_To do_
Could you reproduce the lines below from the one with "self.push(line);" through the one with "pub fn recent()"? Keep both ends and add nothing.

Stored data
--- START ---

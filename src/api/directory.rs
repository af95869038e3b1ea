//! Directory Endpoints
//!
//! Caregivers and patients referenced by visits and care plans.

use crate::error::ApiResult;
use crate::models::{Caregiver, Patient};
use super::{ApiClient, ApiRequest, Transport};

pub async fn list_caregivers<T: Transport>(api: &ApiClient<T>) -> ApiResult<Vec<Caregiver>> {
    api.fetch(ApiRequest::get("/caregivers")).await
}

/// Caregivers free for the given slot
pub async fn list_available_caregivers<T: Transport>(
    api: &ApiClient<T>,
    date: &str,
    start_time: &str,
    end_time: &str,
) -> ApiResult<Vec<Caregiver>> {
    let request = ApiRequest::get("/caregivers/available")
        .query("date", date)
        .query("startTime", start_time)
        .query("endTime", end_time);
    api.fetch(request).await
}

pub async fn list_patients<T: Transport>(api: &ApiClient<T>) -> ApiResult<Vec<Patient>> {
    api.fetch(ApiRequest::get("/patients")).await
}
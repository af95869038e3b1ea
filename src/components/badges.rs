//! Status Badges
//!
//! Small colored labels driven by enum props.

use leptos::prelude::*;

use crate::models::{GoalStatus, MedicationStatus, ResourceCategory, VisitStatus};

#[component]
pub fn VisitStatusBadge(status: VisitStatus) -> impl IntoView {
    view! {
        <span class=format!("badge badge-visit-{}", status.as_str())>{status.label()}</span>
    }
}

#[component]
pub fn MedicationStatusBadge(status: MedicationStatus) -> impl IntoView {
    view! {
        <span class=format!("badge badge-med-{}", status.as_str())>{status.label()}</span>
    }
}

#[component]
pub fn GoalStatusBadge(status: GoalStatus) -> impl IntoView {
    view! {
        <span class=format!("badge badge-goal-{}", status.as_str())>{status.label()}</span>
    }
}

#[component]
pub fn CategoryBadge(category: ResourceCategory) -> impl IntoView {
    view! {
        <span class=format!("badge badge-category-{}", category.as_str())>{category.label()}</span>
    }
}
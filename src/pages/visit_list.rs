//! Visit List Page
//!
//! All visits, or only today's, with delete confirmation per row.

use leptos::prelude::*;
use leptos::task::spawn_local;
use reactive_stores::Store;

use crate::api;
use crate::components::{ConfirmDialog, DeletePrompt, ErrorText, Spinner, VisitStatusBadge};
use crate::context::use_app_context;
use crate::load::LoadState;
use crate::models::Visit;
use crate::routes::Route;
use crate::store::{store_remove_visit, VisitBoard, VisitBoardStoreFields};
use super::action_failed;

#[component]
pub fn VisitListPage() -> impl IntoView {
    let ctx = use_app_context();
    let board = Store::new(VisitBoard::default());
    let (load, set_load) = signal(LoadState::<()>::Loading);
    let (action_error, set_action_error) = signal::<Option<String>>(None);
    let prompt = RwSignal::new(DeletePrompt::default());

    // Load on mount and whenever the Today toggle flips
    Effect::new(move |_| {
        let today_only = board.today_only().get();
        let Some(client) = ctx.authorize() else { return };
        set_load.set(LoadState::Loading);
        spawn_local(async move {
            let result = if today_only {
                api::list_today_visits(&client).await
            } else {
                api::list_visits(&client).await
            };
            if let Err(err) = &result {
                ctx.check_auth(err);
            }
            let result = result.map(|visits| board.visits().set(visits));
            set_load.set(LoadState::from_result("visits", result));
        });
    });

    let delete_visit = move |id: String| {
        let Some(client) = ctx.authorize() else { return };
        set_action_error.set(None);
        spawn_local(async move {
            match api::delete_visit(&client, &id).await {
                Ok(()) => {
                    log::info!("deleted visit {}", id);
                    store_remove_visit(&board, &id);
                }
                Err(err) => set_action_error.set(Some(action_failed(ctx, "delete visit", &err))),
            }
        });
    };

    view! {
        <section class="page visit-list-page">
            <div class="page-header">
                <h1>{move || if board.today_only().get() { "Today's Visits" } else { "Visits" }}</h1>
                <div class="page-actions">
                    <label class="toggle">
                        <input
                            type="checkbox"
                            prop:checked=move || board.today_only().get()
                            on:change=move |ev| board.today_only().set(event_target_checked(&ev))
                        />
                        "Today only"
                    </label>
                    <a class="button primary" href=Route::VisitNew.to_hash()>"Schedule visit"</a>
                </div>
            </div>

            {move || action_error.get().map(|message| view! { <ErrorText message=message /> })}

            {move || match load.get() {
                LoadState::Loading => view! { <Spinner label="Loading visits..." /> }.into_any(),
                LoadState::Failed(message) => view! { <ErrorText message=message /> }.into_any(),
                LoadState::Loaded(()) => view! {
                    <Show
                        when=move || !board.visits().with(Vec::is_empty)
                        fallback=|| view! { <p class="empty-message">"No visits found."</p> }
                    >
                        <table class="visit-table">
                            <thead>
                                <tr>
                                    <th>"Date"</th>
                                    <th>"Time"</th>
                                    <th>"Patient"</th>
                                    <th>"Caregiver"</th>
                                    <th>"Status"</th>
                                    <th>"Tasks"</th>
                                    <th></th>
                                </tr>
                            </thead>
                            <tbody>
                                <For
                                    each=move || board.visits().get()
                                    key=|visit| visit.id.clone()
                                    children=move |visit| view! { <VisitRow visit=visit prompt=prompt /> }
                                />
                            </tbody>
                        </table>
                    </Show>
                }.into_any(),
            }}

            <ConfirmDialog
                prompt=prompt
                message="Delete this visit? This cannot be undone."
                on_confirm=delete_visit
            />
        </section>
    }
}

#[component]
fn VisitRow(visit: Visit, prompt: RwSignal<DeletePrompt>) -> impl IntoView {
    let id = visit.id.clone();
    let detail = Route::VisitDetail(visit.id.clone()).to_hash();
    let edit = Route::VisitEdit(visit.id.clone()).to_hash();
    let tasks = format!("{}/{}", visit.tasks_done(), visit.task_list.len());

    view! {
        <tr class="visit-row">
            <td>{visit.day().to_string()}</td>
            <td>{format!("{} - {}", visit.start_time, visit.end_time)}</td>
            <td>{visit.patient.display_name().to_string()}</td>
            <td>{visit.caregiver.display_name().to_string()}</td>
            <td><VisitStatusBadge status=visit.status /></td>
            <td>{tasks}</td>
            <td class="row-actions">
                <a href=detail>"View"</a>
                <a href=edit>"Edit"</a>
                <button
                    class="delete-btn"
                    on:click=move |ev| {
                        ev.stop_propagation();
                        prompt.update(|p| p.open(id.clone()));
                    }
                >
                    "Delete"
                </button>
            </td>
        </tr>
    }
}
//! Test Transport
//!
//! Records every prepared request and replays queued responses.

use std::cell::RefCell;
use std::collections::VecDeque;
use std::rc::Rc;

use crate::error::{ApiError, ApiResult};
use super::{ApiClient, Method, PreparedRequest, RawResponse, Transport};

pub const BASE_URL: &str = "https://care.test/api";
pub const TOKEN: &str = "tok-123";

#[derive(Clone, Default)]
pub struct RecordingTransport {
    requests: Rc<RefCell<Vec<PreparedRequest>>>,
    responses: Rc<RefCell<VecDeque<ApiResult<RawResponse>>>>,
}

impl RecordingTransport {
    pub fn new() -> Self {
        Self::default()
    }

    /// Queue a JSON response
    pub fn respond(self, status: u16, body: serde_json::Value) -> Self {
        self.respond_raw(status, &body.to_string())
    }

    pub fn respond_raw(self, status: u16, body: &str) -> Self {
        self.responses
            .borrow_mut()
            .push_back(Ok(RawResponse { status, body: body.to_string() }));
        self
    }

    /// Queue a transport-level failure
    pub fn fail(self, err: ApiError) -> Self {
        self.responses.borrow_mut().push_back(Err(err));
        self
    }

    pub fn requests(&self) -> Vec<PreparedRequest> {
        self.requests.borrow().clone()
    }

    /// The only request seen; panics otherwise
    pub fn single(&self) -> PreparedRequest {
        let requests = self.requests();
        assert_eq!(requests.len(), 1, "expected exactly one request, got {:?}", requests);
        requests.into_iter().next().unwrap()
    }
}

impl Transport for RecordingTransport {
    async fn execute(&self, request: PreparedRequest) -> ApiResult<RawResponse> {
        self.requests.borrow_mut().push(request);
        self.responses
            .borrow_mut()
            .pop_front()
            .unwrap_or_else(|| Ok(RawResponse { status: 200, body: "null".to_string() }))
    }
}

/// Client over a recording transport sharing its log with the caller's handle
pub fn client(transport: RecordingTransport) -> ApiClient<RecordingTransport> {
    ApiClient::new(BASE_URL, TOKEN, transport)
}

/// Assert method, URL and bearer header of a recorded request
pub fn assert_call(request: &PreparedRequest, method: Method, path: &str) {
    assert_eq!(request.method, method);
    assert_eq!(request.url, format!("{}{}", BASE_URL, path));
    assert_eq!(request.header("Authorization"), Some(format!("Bearer {}", TOKEN).as_str()));
}
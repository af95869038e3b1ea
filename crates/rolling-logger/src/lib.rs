//! Rolling Logger
//!
//! A `log` backend that keeps the most recent records in a circular buffer
//! and mirrors each record to the browser console when running on wasm32.

use std::collections::VecDeque;
use std::sync::{Mutex, OnceLock};

use log::{LevelFilter, Log, Metadata, Record, SetLoggerError};

/// Default number of lines kept in memory
pub const DEFAULT_CAPACITY: usize = 500;

static LOGGER: OnceLock<RollingLogger> = OnceLock::new();

/// Logger with a bounded in-memory history
pub struct RollingLogger {
    level: LevelFilter,
    capacity: usize,
    lines: Mutex<VecDeque<String>>,
}

impl RollingLogger {
    pub fn new(level: LevelFilter, capacity: usize) -> Self {
        Self {
            level,
            capacity: capacity.max(1),
            lines: Mutex::new(VecDeque::with_capacity(capacity.max(1))),
        }
    }

    /// Append a formatted line, dropping the oldest one when full
    fn push(&self, line: String) {
        let Ok(mut lines) = self.lines.lock() else { return };
        if lines.len() == self.capacity {
            lines.pop_front();
        }
        lines.push_back(line);
    }

    /// Snapshot of buffered lines, oldest first
    pub fn lines(&self) -> Vec<String> {
        self.lines
            .lock()
            .map(|lines| lines.iter().cloned().collect())
            .unwrap_or_default()
    }

    pub fn clear(&self) {
        if let Ok(mut lines) = self.lines.lock() {
            lines.clear();
        }
    }
}

/// Format a record as `timestamp LEVEL [target] message`
pub fn format_record(record: &Record) -> String {
    format!(
        "{} {:<5} [{}] {}",
        chrono::Utc::now().format("%Y-%m-%dT%H:%M:%S%.3fZ"),
        record.level(),
        record.target(),
        record.args()
    )
}

impl Log for RollingLogger {
    fn enabled(&self, metadata: &Metadata) -> bool {
        metadata.level() <= self.level
    }

    fn log(&self, record: &Record) {
        if !self.enabled(record.metadata()) {
            return;
        }
        let line = format_record(record);
        console::write(record.level(), &line);
        self.push(line);
    }

    fn flush(&self) {}
}

/// Install the global logger. Calling it a second time returns an error
/// and leaves the first logger in place.
pub fn init(level: LevelFilter, capacity: usize) -> Result<(), SetLoggerError> {
    let logger = LOGGER.get_or_init(|| RollingLogger::new(level, capacity));
    log::set_logger(logger)?;
    log::set_max_level(level);
    Ok(())
}

/// Lines recorded by the global logger, oldest first
pub fn recent() -> Vec<String> {
    LOGGER.get().map(RollingLogger::lines).unwrap_or_default()
}

#[cfg(target_arch = "wasm32")]
mod console {
    use log::Level;
    use wasm_bindgen::JsValue;

    pub fn write(level: Level, line: &str) {
        let value = JsValue::from_str(line);
        match level {
            Level::Error => web_sys::console::error_1(&value),
            Level::Warn => web_sys::console::warn_1(&value),
            Level::Info => web_sys::console::info_1(&value),
            Level::Debug => web_sys::console::log_1(&value),
            Level::Trace => web_sys::console::debug_1(&value),
        }
    }
}

#[cfg(not(target_arch = "wasm32"))]
mod console {
    use log::Level;

    pub fn write(_level: Level, _line: &str) {}
}

#[cfg(test)]
mod tests {
    use super::*;
    use log::Level;

    fn record_line(logger: &RollingLogger, level: Level, msg: &str) {
        logger.log(
            &Record::builder()
                .level(level)
                .target("care")
                .args(format_args!("{}", msg))
                .build(),
        );
    }

    #[test]
    fn test_drops_oldest_when_full() {
        let logger = RollingLogger::new(LevelFilter::Trace, 2);
        record_line(&logger, Level::Info, "one");
        record_line(&logger, Level::Info, "two");
        record_line(&logger, Level::Info, "three");

        let lines = logger.lines();
        assert_eq!(lines.len(), 2);
        assert!(lines[0].ends_with("two"));
        assert!(lines[1].ends_with("three"));
    }

    #[test]
    fn test_filters_below_level() {
        let logger = RollingLogger::new(LevelFilter::Warn, 10);
        record_line(&logger, Level::Info, "quiet");
        record_line(&logger, Level::Error, "loud");

        let lines = logger.lines();
        assert_eq!(lines.len(), 1);
        assert!(lines[0].contains("ERROR"));
        assert!(lines[0].contains("[care] loud"));
    }

    #[test]
    fn test_global_logger_keeps_recent_lines() {
        init(LevelFilter::Info, 8).unwrap();
        log::debug!("below level");
        log::info!("visit list loaded");

        let lines = recent();
        assert!(lines.last().is_some_and(|line| line.ends_with("visit list loaded")));
        assert!(!lines.iter().any(|line| line.contains("below level")));

        assert!(init(LevelFilter::Trace, 8).is_err());
    }

    #[test]
    fn test_clear() {
        let logger = RollingLogger::new(LevelFilter::Info, 4);
        record_line(&logger, Level::Info, "x");
        logger.clear();
        assert!(logger.lines().is_empty());
    }
}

--- END ---

_Exercise response_
        self.push(line);
    }

    fn flush(&self) {}
}

/// Install the global logger. Calling it a second time returns an error
/// and leaves the first logger in place.
pub fn init(level: LevelFilter, capacity: usize) -> Result<(), SetLoggerError> {
    let logger = LOGGER.get_or_init(|| RollingLogger::new(level, capacity));
    log::set_logger(logger)?;
    log::set_max_level(level);
    Ok(())
}

/// Lines recorded by the global logger, oldest first
pub fn recent() -> Vec<String> {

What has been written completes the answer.